La gastronomie - la science gastronomique - est une science holistique : la gastronomie c'est l'agriculture, c'est la zootechnie et, en même temps, c'est la biologie, la chimie et la physique. Faire à manger en utilisant le feu correspond à un processus physico-chimique. Par ailleurs, la gastronomie c'est aussi la génétique, aujourd'hui comme jamais ; vous connaissez l'existence des produits génétiquement modifiés. D'un autre côté, sur un plan plus « humaniste », la gastronomie c'est l'histoire, l'anthropologie, la sociologie, l'économie et l'économie politique.
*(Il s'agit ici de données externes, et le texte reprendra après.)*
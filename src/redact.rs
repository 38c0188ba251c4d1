//! Sensitive-data redaction
//!
//! Masks the values of configured field names in serialized payloads, in
//! both URL-encoded (`token=abc`) and JSON (`"token":"abc"`) form. The
//! captured value is replaced by its first and last `reservedSize / 2`
//! characters around a fixed mask.
//!
//! Replacement targets the first literal occurrence of a captured value
//! in the working text rather than the matched span, so a sensitive value
//! that also appears earlier as unrelated text masks that occurrence.

use regex::Regex;

use crate::config::FilterWords;

/// Mask inserted between the visible halves
pub const MASK: &str = "********";

/// Visible characters when a field does not configure `reservedSize`
pub const DEFAULT_RESERVED_SIZE: usize = 12;

/// Compiled pattern pair for a set of sensitive field names
#[derive(Debug, Clone)]
pub struct Redactor {
    words: FilterWords,
    url: Regex,
    json: Regex,
}

impl Redactor {
    /// Compile the patterns for `words`. Returns `None` for an empty filter.
    pub fn new(words: &FilterWords) -> Option<Self> {
        if words.is_empty() {
            return None;
        }

        let (url, json) = build_patterns(words);
        // Field names are escaped, so both patterns are always valid.
        let url = Regex::new(&url).ok()?;
        let json = Regex::new(&json).ok()?;

        Some(Self {
            words: words.clone(),
            url,
            json,
        })
    }

    /// Redact every configured field in `text`
    pub fn redact(&self, text: &str) -> String {
        let mut result = text.to_string();

        for pattern in [&self.url, &self.json] {
            for caps in pattern.captures_iter(text) {
                let (Some(word), Some(value)) = (caps.get(1), caps.get(2)) else {
                    continue;
                };
                let reserved = self
                    .words
                    .get(word.as_str())
                    .and_then(|f| f.reserved_size)
                    .unwrap_or(DEFAULT_RESERVED_SIZE);

                let value = value.as_str();
                result = result.replacen(value, &mask_value(value, reserved), 1);
            }
        }

        result
    }
}

/// Build the `(url, json)` pattern sources for `words`
pub fn build_patterns(words: &FilterWords) -> (String, String) {
    let alternation = words
        .keys()
        .map(|w| regex::escape(w))
        .collect::<Vec<_>>()
        .join("|");

    let url = format!(r"({})=([A-Za-z0-9_-]+)&?", alternation);
    let json = format!(r#"({})"\s*:\s*"([A-Za-z0-9_-]+)""#, alternation);
    (url, json)
}

/// Redact `text` against `words`, compiling the patterns on the spot
pub fn redact(text: &str, words: &FilterWords) -> String {
    match Redactor::new(words) {
        Some(redactor) => redactor.redact(text),
        None => text.to_string(),
    }
}

/// Keep `reserved / 2` characters at each end around the mask.
///
/// When the halves overlap (reserved >= length) characters are repeated
/// rather than rejected; a tail start below zero counts back from the end
/// once more and clamps at zero.
pub fn mask_value(value: &str, reserved: usize) -> String {
    let chars: Vec<char> = value.chars().collect();
    let len = chars.len();
    let half = reserved / 2;

    let head_end = half.min(len);
    let tail_start = if half <= len {
        len - half
    } else {
        (2 * len).saturating_sub(half)
    };

    let head: String = chars[..head_end].iter().collect();
    let tail: String = chars[tail_start..].iter().collect();
    format!("{}{}{}", head, MASK, tail)
}
//! Append-only file backend
//!
//! Layout of `<data_dir>/<dbName>/<storeName>.jsonl`:
//!
//! ```text
//! {"op":"meta","store":"log-store","version":1}
//! {"op":"set","key":"2024/05/01 10:00:00.000","value":"{...record...}"}
//! {"op":"remove","key":"..."}
//! ```
//!
//! Writes append one operation line. Opening replays the log into an
//! in-memory index; `clear` and compaction rewrite the file atomically.
//! Compaction also runs whenever the log holds more than `compact_slack`
//! lines beyond the live entries, so a full store evicting on every write
//! keeps a bounded file.

use std::fs::{File, OpenOptions};
use std::io::{BufRead, BufReader, Write};
use std::path::{Path, PathBuf};

use serde::{Deserialize, Serialize};

use super::backend::{MemoryBackend, StoreBackend};
use super::StoreResult;
use crate::utils::atomic::{atomic_write_with, cleanup_temp_files};

/// Default number of dead lines tolerated before compacting
pub const COMPACT_SLACK: usize = 1024;

/// One line of the store file
#[derive(Debug, Serialize, Deserialize)]
#[serde(tag = "op", rename_all = "snake_case")]
enum StoreOp {
    Meta { store: String, version: u32 },
    Set { key: String, value: String },
    Remove { key: String },
}

impl StoreOp {
    fn to_json_line(&self) -> StoreResult<String> {
        Ok(serde_json::to_string(self)?)
    }
}

/// File-backed store, replayed into memory on open
pub struct FileBackend {
    path: PathBuf,
    store_name: String,
    version: u32,
    index: MemoryBackend,
    /// Operation lines currently in the file, header included
    lines: usize,
    compact_slack: usize,
}

impl FileBackend {
    /// Open (or create) the store file at `path`
    pub fn open<P: AsRef<Path>>(path: P, store_name: &str, version: u32) -> StoreResult<Self> {
        Self::open_with_slack(path, store_name, version, COMPACT_SLACK)
    }

    /// Open with a custom compaction threshold
    pub fn open_with_slack<P: AsRef<Path>>(
        path: P,
        store_name: &str,
        version: u32,
        compact_slack: usize,
    ) -> StoreResult<Self> {
        let path = path.as_ref().to_path_buf();
        if let Some(parent) = path.parent() {
            std::fs::create_dir_all(parent)?;
            let cleaned = cleanup_temp_files(parent)?;
            if cleaned > 0 {
                tracing::warn!(cleaned, dir = %parent.display(), "removed interrupted store rewrites");
            }
        }

        let mut backend = Self {
            path,
            store_name: store_name.to_string(),
            version,
            index: MemoryBackend::new(),
            lines: 0,
            compact_slack,
        };

        if !backend.path.exists() {
            backend.compact()?;
            return Ok(backend);
        }

        let (lines, stored_version) = backend.replay()?;
        backend.lines = lines;
        let entries = backend.index.len()?;

        if stored_version != Some(version) {
            tracing::info!(
                path = %backend.path.display(),
                from = ?stored_version,
                to = version,
                "upgrading store version"
            );
            backend.compact()?;
        } else if lines > entries + 1 + backend.compact_slack {
            tracing::debug!(lines, entries, "compacting store file");
            backend.compact()?;
        }

        Ok(backend)
    }

    /// Path of the backing file
    pub fn path(&self) -> &Path {
        &self.path
    }

    /// Replay the file into the index. Returns the number of operation
    /// lines read and the stored version.
    fn replay(&mut self) -> StoreResult<(usize, Option<u32>)> {
        let reader = BufReader::new(File::open(&self.path)?);
        let mut lines = 0;
        let mut version = None;

        for (line_num, line_result) in reader.lines().enumerate() {
            let line = line_result?;
            if line.trim().is_empty() {
                continue;
            }
            lines += 1;

            match serde_json::from_str::<StoreOp>(&line) {
                Ok(StoreOp::Meta { version: v, .. }) => version = Some(v),
                Ok(StoreOp::Set { key, value }) => self.index.set(&key, value)?,
                Ok(StoreOp::Remove { key }) => {
                    self.index.remove(&key)?;
                }
                Err(e) => {
                    tracing::warn!(
                        line = line_num + 1,
                        path = %self.path.display(),
                        error = %e,
                        "skipping undecodable store line"
                    );
                }
            }
        }

        Ok((lines, version))
    }

    /// Number of operation lines in the file
    pub fn line_count(&self) -> usize {
        self.lines
    }

    fn append(&mut self, op: &StoreOp) -> StoreResult<()> {
        let mut file = OpenOptions::new()
            .create(true)
            .append(true)
            .open(&self.path)?;
        writeln!(file, "{}", op.to_json_line()?)?;
        file.sync_all()?;
        self.lines += 1;
        Ok(())
    }

    /// Compact once dead lines exceed the slack
    fn maybe_compact(&mut self) -> StoreResult<()> {
        let live = self.index.len()? + 1;
        if self.lines > live + self.compact_slack {
            tracing::debug!(lines = self.lines, live, "compacting store file");
            self.compact()?;
        }
        Ok(())
    }

    /// Rewrite the file as a header plus one `set` line per live entry
    pub fn compact(&mut self) -> StoreResult<()> {
        let mut lines = vec![StoreOp::Meta {
            store: self.store_name.clone(),
            version: self.version,
        }
        .to_json_line()?];
        for (key, value) in self.index.entries()? {
            lines.push(StoreOp::Set { key, value }.to_json_line()?);
        }

        atomic_write_with(&self.path, |file| {
            for line in &lines {
                writeln!(file, "{}", line)?;
            }
            Ok(())
        })?;
        self.lines = lines.len();
        Ok(())
    }
}

impl StoreBackend for FileBackend {
    fn len(&self) -> StoreResult<usize> {
        self.index.len()
    }

    fn keys(&self) -> StoreResult<Vec<String>> {
        self.index.keys()
    }

    fn oldest(&self) -> StoreResult<Option<String>> {
        self.index.oldest()
    }

    fn get(&self, key: &str) -> StoreResult<Option<String>> {
        self.index.get(key)
    }

    fn set(&mut self, key: &str, value: String) -> StoreResult<()> {
        self.append(&StoreOp::Set {
            key: key.to_string(),
            value: value.clone(),
        })?;
        self.index.set(key, value)?;
        self.maybe_compact()
    }

    fn remove(&mut self, key: &str) -> StoreResult<bool> {
        if self.index.get(key)?.is_none() {
            return Ok(false);
        }
        self.append(&StoreOp::Remove {
            key: key.to_string(),
        })?;
        self.index.remove(key)?;
        self.maybe_compact()?;
        Ok(true)
    }

    fn clear(&mut self) -> StoreResult<()> {
        self.index.clear()?;
        self.compact()
    }

    fn entries(&self) -> StoreResult<Vec<(String, String)>> {
        self.index.entries()
    }
}

#[cfg(test)]
mod tests {
    use super::*;
    use tempfile::TempDir;

    fn store_path(dir: &TempDir) -> PathBuf {
        dir.path().join("log-db").join("log-store.jsonl")
    }

    #[test]
    fn test_persists_across_reopen() {
        let dir = TempDir::new().unwrap();
        {
            let mut backend = FileBackend::open(store_path(&dir), "log-store", 1).unwrap();
            backend.set("a", "1".into()).unwrap();
            backend.set("b", "2".into()).unwrap();
            backend.remove("a").unwrap();
            backend.set("c", "3".into()).unwrap();
        }

        let backend = FileBackend::open(store_path(&dir), "log-store", 1).unwrap();
        assert_eq!(backend.keys().unwrap(), vec!["b", "c"]);
        assert_eq!(backend.get("c").unwrap().as_deref(), Some("3"));
    }

    #[test]
    fn test_clear_rewrites_file() {
        let dir = TempDir::new().unwrap();
        let mut backend = FileBackend::open(store_path(&dir), "log-store", 1).unwrap();
        backend.set("a", "1".into()).unwrap();
        backend.clear().unwrap();

        let content = std::fs::read_to_string(store_path(&dir)).unwrap();
        assert_eq!(content.lines().count(), 1);
        assert!(content.contains(r#""op":"meta""#));
    }

    #[test]
    fn test_skips_corrupted_lines() {
        let dir = TempDir::new().unwrap();
        let path = store_path(&dir);
        std::fs::create_dir_all(path.parent().unwrap()).unwrap();
        std::fs::write(
            &path,
            concat!(
                r#"{"op":"meta","store":"log-store","version":1}"#, "\n",
                r#"{"op":"set","key":"a","value":"1"}"#, "\n",
                "garbage\n",
                r#"{"op":"set","key":"b","value":"2"}"#, "\n",
            ),
        )
        .unwrap();

        let backend = FileBackend::open(&path, "log-store", 1).unwrap();
        assert_eq!(backend.keys().unwrap(), vec!["a", "b"]);
    }

    #[test]
    fn test_version_change_keeps_entries() {
        let dir = TempDir::new().unwrap();
        {
            let mut backend = FileBackend::open(store_path(&dir), "log-store", 1).unwrap();
            backend.set("a", "1".into()).unwrap();
        }

        let backend = FileBackend::open(store_path(&dir), "log-store", 2).unwrap();
        assert_eq!(backend.len().unwrap(), 1);
        let content = std::fs::read_to_string(store_path(&dir)).unwrap();
        assert!(content.starts_with(r#"{"op":"meta","store":"log-store","version":2}"#));
    }

    #[test]
    fn test_file_stays_bounded_under_churn() {
        let dir = TempDir::new().unwrap();
        let path = store_path(&dir);
        let mut backend = FileBackend::open_with_slack(&path, "log-store", 1, 16).unwrap();

        for i in 0..500 {
            backend.set(&i.to_string(), "v".into()).unwrap();
            if backend.len().unwrap() > 10 {
                let oldest = backend.oldest().unwrap().unwrap();
                backend.remove(&oldest).unwrap();
            }
        }

        let on_disk = std::fs::read_to_string(&path).unwrap().lines().count();
        assert_eq!(on_disk, backend.line_count());
        assert!(on_disk <= 10 + 1 + 16 + 1, "file grew to {} lines", on_disk);

        let reopened = FileBackend::open(&path, "log-store", 1).unwrap();
        assert_eq!(reopened.keys().unwrap(), backend.keys().unwrap());
        assert_eq!(reopened.oldest().unwrap().as_deref(), Some("490"));
    }
}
C'est pour cette raison que notre mouvement a réalisé deux choses essentielles en 2004 : d'une part, nous avons créé la première et unique Université au monde de sciences gastronomiques, une Université totalement dédiée à la science gastronomique. Attention, la plupart des étudiants qui arrivent dans notre université ne se disent pas « Tu vas voir comme tu vas bien manger en Italie. » Non ! Il se disent « Tu vas étudier la biologie, l'agriculture, l'agroécologie ». Mais on y mange bien quand même, je vous rassure !
Au même moment, en 2004, il y a eu la naissance de Terra Madre. Et Terra Madre a totalement changé l'esprit de Slow Food : ce réseau de paysans, de pêcheurs, de petits producteurs qui représentent maintenant 6000 communautés dans 160 pays est un réseau qui a des valeurs qui lui tiennent à cœur. Je suis d'ailleurs très honoré de faire la connaissance d'un homme extraordinaire comme Pierre.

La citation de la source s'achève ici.